The text of the interview was carried by “Der Spiegel” of August 16, 2006.
13. When he took over, some analysts projected Hu as a moderate, who, according to them, believed that the time has come for setting in motion a policy of political liberalisation. They have not been proved right either. The four years of China under Hu show that it would be very difficult to categorise him either as a hardliner or a moderate, but one thing is obvious. He has a political and economic mind of his own despite his not belonging to the coastal elite to which the previous leaders such as Jiang, Mr.Zhu Rongji etc belonged. His mind has generated new ideas the like of which were not seen under the previous coastal elite. Examples: Importance of social harmony, high GDP growth rate as well as welfare of the masses, reduction of income and regional disparities, social and economic justice etc. It is said that under Jiang, there was an obsessive preoccupation with maintaining high growth rates to the exclusion of other ideas, but Hu has been propagating that a nation cannot flourish in an enduring manner through high growth rates alone unless there is a just distribution of the wealth thus created.

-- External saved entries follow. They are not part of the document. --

//! Member registration.

use chama_shared::types::MemberCode;
use rand::Rng;
use serde::{Deserialize, Serialize};

use super::error::MemberError;
use super::member::Member;
use crate::auth::UserRole;

/// Prefix used when a name has no usable characters.
const FALLBACK_PREFIX: &str = "mem";

/// Registration form as filled in by a secretary or admin.
#[derive(Debug, Clone, Default, Deserialize)]
pub struct RegistrationForm {
    /// Full name.
    pub name: String,
    /// National ID number.
    pub id_number: String,
    /// Phone number.
    pub phone_number: String,
    /// Role to assign. Defaults to `member`.
    #[serde(default)]
    pub role: UserRole,
    /// Reference to an uploaded passport photo.
    #[serde(default)]
    pub passport_photo: Option<String>,
    /// Reference to an uploaded ID document photo.
    #[serde(default)]
    pub document_photo: Option<String>,
}

impl RegistrationForm {
    /// Checks that name, ID number and phone number are filled in.
    pub fn validate(&self) -> Result<(), MemberError> {
        if self.name.trim().is_empty()
            || self.id_number.trim().is_empty()
            || self.phone_number.trim().is_empty()
        {
            return Err(MemberError::Validation(
                "Please fill in all required fields".to_string(),
            ));
        }
        Ok(())
    }
}

/// Outcome of a successful registration.
///
/// The temporary PIN is only available here; the stored member keeps the hash.
#[derive(Debug, Clone, Serialize)]
pub struct Registration {
    /// The newly registered member.
    pub member: Member,
    /// Temporary PIN to hand to the member.
    pub temporary_pin: String,
}

/// Lowercased first `len` letters or digits of a name.
#[must_use]
pub fn code_prefix(name: &str, len: usize) -> String {
    let prefix: String = name
        .chars()
        .filter(char::is_ascii_alphanumeric)
        .take(len)
        .collect::<String>()
        .to_lowercase();

    if prefix.is_empty() {
        FALLBACK_PREFIX.to_string()
    } else {
        prefix
    }
}

/// Picks a free member code: the name prefix followed by a number in `100..=999`.
///
/// Random picks are tried first; if they keep colliding the remaining
/// numbers are scanned in order.
pub fn generate_member_code(
    name: &str,
    prefix_len: usize,
    is_taken: impl Fn(&MemberCode) -> bool,
) -> Result<MemberCode, MemberError> {
    let prefix = code_prefix(name, prefix_len);
    let mut rng = rand::rng();

    for _ in 0..32 {
        let candidate = MemberCode::new(&format!("{prefix}{}", rng.random_range(100..=999)));
        if !is_taken(&candidate) {
            return Ok(candidate);
        }
    }

    (100..=999)
        .map(|n| MemberCode::new(&format!("{prefix}{n}")))
        .find(|candidate| !is_taken(candidate))
        .ok_or(MemberError::CodeSpaceExhausted(prefix))
}
//! In-memory storage for the group.
//!
//! This crate provides:
//! - Async repositories over `tokio::sync::RwLock` collections
//! - The `CredentialDirectory` and `TransactionSource` seams
//! - Login with optional simulated latency
//! - Demo data seeding
//! - `GroupService`, the entry point the binaries drive

pub mod auth;
pub mod directory;
pub mod repositories;
pub mod seed;
pub mod service;

pub use auth::Authenticator;
pub use directory::{CredentialDirectory, TransactionSource};
pub use repositories::{MemberRepository, NotificationRepository, TransactionRepository};
pub use seed::seed_demo_data;
pub use service::GroupService;

use std::time::Duration;

use chama_shared::config::StoreConfig;

/// Handles to every repository. Cloning shares the underlying data.
#[derive(Debug, Clone, Default)]
pub struct Store {
    /// Member directory.
    pub members: MemberRepository,
    /// Group ledger.
    pub transactions: TransactionRepository,
    /// Notification board.
    pub notifications: NotificationRepository,
    latency: Duration,
}

impl Store {
    /// Creates an empty store.
    #[must_use]
    pub fn new(config: &StoreConfig) -> Self {
        Self {
            latency: Duration::from_millis(config.simulated_latency_ms),
            ..Self::default()
        }
    }

    /// Delay applied before answering a login.
    #[must_use]
    pub const fn latency(&self) -> Duration {
        self.latency
    }
}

14. His Government is also seen as a little more transparent and a little less bureaucratic than that of his predecessor—with the bureaucratic reflexes of covering up sins of commission and omission a little less in evidence. Faults are more readily admitted. Recently, China‘s news agency published many Politburo Standing Committee meeting details. He has cut down extravagant protocols such as spectacular send-offs and welcoming-back ceremonies for him and other leaders when they go abroad. In 2004, Hu ordered all senior leaders to stop going to the Beidaihe retreat for their expensive annual summer brainstorming sessions since he felt that it was unnecessary expenditure. His response to pro-democracy protests in Hong Kong has been measured and low key. He even withdrew a piece of legislation when large sections of the Hong Kong population protested against it as violative of their rights. Even some of his critics concede that he has handled the pro-democracy movement in Hong Kong with finesse. In the beginning of 2006, Hu launched a “8 Honours and 8 Disgraces” movement in the whole of China in a bid to promote a more selfless and moral outlook amongst the population.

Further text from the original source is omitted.